VIRGINIA, 1999: EDWARD L. AYERS, THE VALLEY OF THE SHADOW SITE AND THE BIRTH OF DIGITAL HISTORY
Digital history is a recent concept, first defined in 1999 by Edward L. Ayers, Dean of the University of Virginia, who created the first major website, The Valley of the Shadow, which reconstructs the history of a county in Virginia, divided between North and South during the civil war. In the site, you will find sources, historiography, interpretation of sources and historiography, maps, animations, documents obtained by the people of the county, in practice dominating what is on the net through the craft of the historian. Also significant is an extraordinary report from December 2012 (see Supporting the Changing Research Practices of Historians, Jennifer Rutner Roger C. Schonfeld, December 10, 2012, downloadable from Ithaka ) on the state of historical science in the USA, on who teaches, who studies, who does the research, who deals with libraries or archives and the users of the sites all that should be done to dominate the change.
NEW SOURCES FOR HISTORY: WEB HISTORY AND DIFFERENT RESEARCH PERSPECTIVES
Another aspect is the criticality of network content: an important source of the digital age is the website itself. You can make history with sites: the Web History, a new way of living the trade of the historian. There are tools to solve the problem of volatility, various languages etc. There is Internet archive the first archive of the network that since 1996 gives the next copies of websites from which you can see how it evolves such as a party, a government site, see the archived versions and make a critical edition. On sites, however, it is necessary to make some reflections: on Google sites are not indexed according to their value, or their content. It is the task of the educators, of those who teach, to provide the critical tools to make the choices.
INTERDISCIPLINARY NATURE OF DIGITAL HUMANITIES AS A DEVELOPMENT OF HISTORICAL SCIENCE AND DIGITAL HISTORIOGRAPHY
In relation to Digital History, it is to the new discipline of Digital Humanities that we continue to invest in (Great Britain) because it still poses new methodological and epistemological questions of the transdiscipline: there is the idea of the humanistic subjects that bring together and combine different disciplines. Transdisciplinarity presupposes the possibility of developing the very tools of research and teaching and there are many faculties and departments that create and offer tools in open sources, software for teaching and learning. It is a high level, there is the opportunity to dominate the discipline also from within.

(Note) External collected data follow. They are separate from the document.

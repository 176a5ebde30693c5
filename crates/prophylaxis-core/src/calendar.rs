//! Berlin-anchored calendar-day arithmetic.
//!
//! Every day-level comparison in the engine goes through [`DayKey`]. The Berlin
//! UTC offset is derived from the EU summer-time rule using proleptic calendar
//! math only, so nothing here reads the host timezone.

use std::fmt;
use std::str::FromStr;

use chrono::{DateTime, Datelike, Days, Duration, NaiveDate, NaiveDateTime, Utc};
use serde::{Deserialize, Deserializer, Serialize, Serializer};
use thiserror::Error;

/// Calendar validation errors.
#[derive(Error, Debug, Clone, PartialEq, Eq)]
pub enum CalendarError {
    #[error("Malformed day key {0:?}: expected YYYY-MM-DD")]
    Malformed(String),

    #[error("Impossible calendar date: {0}")]
    Impossible(String),

    #[error("Day arithmetic out of range: {day} {offset:+} days")]
    OutOfRange { day: String, offset: i64 },

    #[error("Inverted day range: {start} is after {end}")]
    InvertedRange { start: String, end: String },
}

pub type CalendarResult<T> = Result<T, CalendarError>;

/// Central European Time, UTC+1.
const CET_OFFSET_HOURS: i64 = 1;

/// Central European Summer Time, UTC+2.
const CEST_OFFSET_HOURS: i64 = 2;

/// Summer time starts and ends at 01:00 UTC on the last Sunday of the month.
const TRANSITION_HOUR_UTC: u32 = 1;

/// A Berlin calendar day, rendered as `YYYY-MM-DD`.
#[derive(Debug, Clone, Copy, PartialEq, Eq, PartialOrd, Ord, Hash)]
pub struct DayKey(NaiveDate);

impl DayKey {
    /// Parse a strict `YYYY-MM-DD` key. Impossible dates are rejected, never rolled over.
    pub fn parse(key: &str) -> CalendarResult<Self> {
        let bytes = key.as_bytes();
        let well_formed = bytes.len() == 10
            && bytes
                .iter()
                .enumerate()
                .all(|(i, b)| if i == 4 || i == 7 { *b == b'-' } else { b.is_ascii_digit() });
        if !well_formed {
            return Err(CalendarError::Malformed(key.to_string()));
        }

        let malformed = || CalendarError::Malformed(key.to_string());
        let year: i32 = key[0..4].parse().map_err(|_| malformed())?;
        let month: u32 = key[5..7].parse().map_err(|_| malformed())?;
        let day: u32 = key[8..10].parse().map_err(|_| malformed())?;

        NaiveDate::from_ymd_opt(year, month, day)
            .map(DayKey)
            .ok_or_else(|| CalendarError::Impossible(key.to_string()))
    }

    pub fn from_date(date: NaiveDate) -> Self {
        DayKey(date)
    }

    /// The Berlin calendar day on which a UTC instant falls.
    pub fn from_utc(instant: &DateTime<Utc>) -> Self {
        DayKey(berlin_local(instant).date())
    }

    /// Shift by a signed number of calendar days.
    pub fn add_days(self, offset: i64) -> CalendarResult<Self> {
        let days = Days::new(offset.unsigned_abs());
        let shifted = if offset >= 0 {
            self.0.checked_add_days(days)
        } else {
            self.0.checked_sub_days(days)
        };
        shifted.map(DayKey).ok_or_else(|| CalendarError::OutOfRange {
            day: self.to_string(),
            offset,
        })
    }

    /// Signed number of calendar days from `self` to `other`.
    pub fn days_until(self, other: DayKey) -> i64 {
        other.0.signed_duration_since(self.0).num_days()
    }
}

impl fmt::Display for DayKey {
    fn fmt(&self, f: &mut fmt::Formatter<'_>) -> fmt::Result {
        write!(f, "{}", self.0.format("%Y-%m-%d"))
    }
}

impl FromStr for DayKey {
    type Err = CalendarError;

    fn from_str(s: &str) -> Result<Self, Self::Err> {
        DayKey::parse(s)
    }
}

impl Serialize for DayKey {
    fn serialize<S: Serializer>(&self, serializer: S) -> Result<S::Ok, S::Error> {
        serializer.collect_str(self)
    }
}

impl<'de> Deserialize<'de> for DayKey {
    fn deserialize<D: Deserializer<'de>>(deserializer: D) -> Result<Self, D::Error> {
        let raw = String::deserialize(deserializer)?;
        DayKey::parse(&raw).map_err(serde::de::Error::custom)
    }
}

/// Inclusive range of Berlin calendar days.
#[derive(Debug, Clone, Copy, PartialEq, Eq, Serialize, Deserialize)]
pub struct DayRange {
    pub start: DayKey,
    pub end: DayKey,
}

impl DayRange {
    pub fn new(start: DayKey, end: DayKey) -> CalendarResult<Self> {
        if start > end {
            return Err(CalendarError::InvertedRange {
                start: start.to_string(),
                end: end.to_string(),
            });
        }
        Ok(Self { start, end })
    }

    /// Parse both ends from `YYYY-MM-DD` keys.
    pub fn parse(start: &str, end: &str) -> CalendarResult<Self> {
        Self::new(DayKey::parse(start)?, DayKey::parse(end)?)
    }

    pub fn contains(&self, day: DayKey) -> bool {
        self.start <= day && day <= self.end
    }

    /// Number of days in the range, both ends included.
    pub fn len_days(&self) -> u32 {
        u32::try_from(self.start.days_until(self.end) + 1).unwrap_or(0)
    }

    /// Widen the range by `before` days at the start and `after` days at the end.
    pub fn widened(&self, before: u32, after: u32) -> CalendarResult<Self> {
        Self::new(
            self.start.add_days(-i64::from(before))?,
            self.end.add_days(i64::from(after))?,
        )
    }
}

/// Berlin wall-clock time for a UTC instant.
fn berlin_local(instant: &DateTime<Utc>) -> NaiveDateTime {
    let utc = instant.naive_utc();
    let offset = if is_berlin_summer_time(&utc) {
        CEST_OFFSET_HOURS
    } else {
        CET_OFFSET_HOURS
    };
    utc.checked_add_signed(Duration::hours(offset)).unwrap_or(utc)
}

fn is_berlin_summer_time(utc: &NaiveDateTime) -> bool {
    let year = utc.year();
    match (last_sunday_transition(year, 3), last_sunday_transition(year, 10)) {
        (Some(start), Some(end)) => *utc >= start && *utc < end,
        _ => false,
    }
}

/// 01:00 UTC on the last Sunday of a 31-day month.
fn last_sunday_transition(year: i32, month: u32) -> Option<NaiveDateTime> {
    let last_day = NaiveDate::from_ymd_opt(year, month, 31)?;
    let back = last_day.weekday().num_days_from_sunday();
    last_day
        .checked_sub_days(Days::new(u64::from(back)))?
        .and_hms_opt(TRANSITION_HOUR_UTC, 0, 0)
}

/// Berlin calendar-day key (`YYYY-MM-DD`) for a UTC instant.
pub fn berlin_day_key(instant: &DateTime<Utc>) -> String {
    DayKey::from_utc(instant).to_string()
}

/// Berlin clock time (`HH:mm`) for a UTC instant.
pub fn berlin_time_label(instant: &DateTime<Utc>) -> String {
    berlin_local(instant).format("%H:%M").to_string()
}

/// Add a signed number of days to a `YYYY-MM-DD` key.
pub fn add_berlin_days(key: &str, offset: i64) -> CalendarResult<String> {
    Ok(DayKey::parse(key)?.add_days(offset)?.to_string())
}

/// Signed day difference `to - from` between two keys.
pub fn diff_berlin_days(from: &str, to: &str) -> CalendarResult<i64> {
    Ok(DayKey::parse(from)?.days_until(DayKey::parse(to)?))
}

/// Inclusive range test on `YYYY-MM-DD` keys. An inverted range contains nothing.
pub fn is_in_berlin_range(day: &str, start: &str, end: &str) -> CalendarResult<bool> {
    let day = DayKey::parse(day)?;
    Ok(DayKey::parse(start)? <= day && day <= DayKey::parse(end)?)
}

/// Validate a clock label of the form `H:mm` or `HH:mm`, optionally with `:ss`.
pub fn normalize_time_label(label: &str) -> Option<String> {
    let mut parts = label.trim().split(':');
    let hours = parts.next()?;
    let minutes = parts.next()?;
    let seconds = parts.next();
    if parts.next().is_some() {
        return None;
    }

    let all_digits = |s: &str| !s.is_empty() && s.bytes().all(|b| b.is_ascii_digit());
    if hours.len() > 2 || !all_digits(hours) || minutes.len() != 2 || !all_digits(minutes) {
        return None;
    }
    if let Some(seconds) = seconds {
        if seconds.len() != 2 || !all_digits(seconds) || seconds > "59" {
            return None;
        }
    }

    let hours: u32 = hours.parse().ok()?;
    let minutes: u32 = minutes.parse().ok()?;
    (hours < 24 && minutes < 60).then(|| format!("{:02}:{:02}", hours, minutes))
}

On the other hand, there must be aware users that they must have a knowledge of network content, different services and different resources locally and internationally.
Then there is another field, that of digital historiography, a new form of narration that today with the net takes different forms: writing with videos and images in combination is now multimedia and all this multimedia becomes a way of telling the story, becomes historiography.
Digital History still includes digital native sources and metaphors, i.e. a whole patrimony of archival and library sources that are progressively put on the web, not only at the level of the catalogue but also at increasingly analytical levels up to digitization. Google has 60 million books to access and has recently made an agreement with the Biblioteca Nazionale Centrale di Firenze, for which it is digitizing thousands of books under the control of librarians.
Finally, we find the techniques and software that can be used for pedagogical activities and learning.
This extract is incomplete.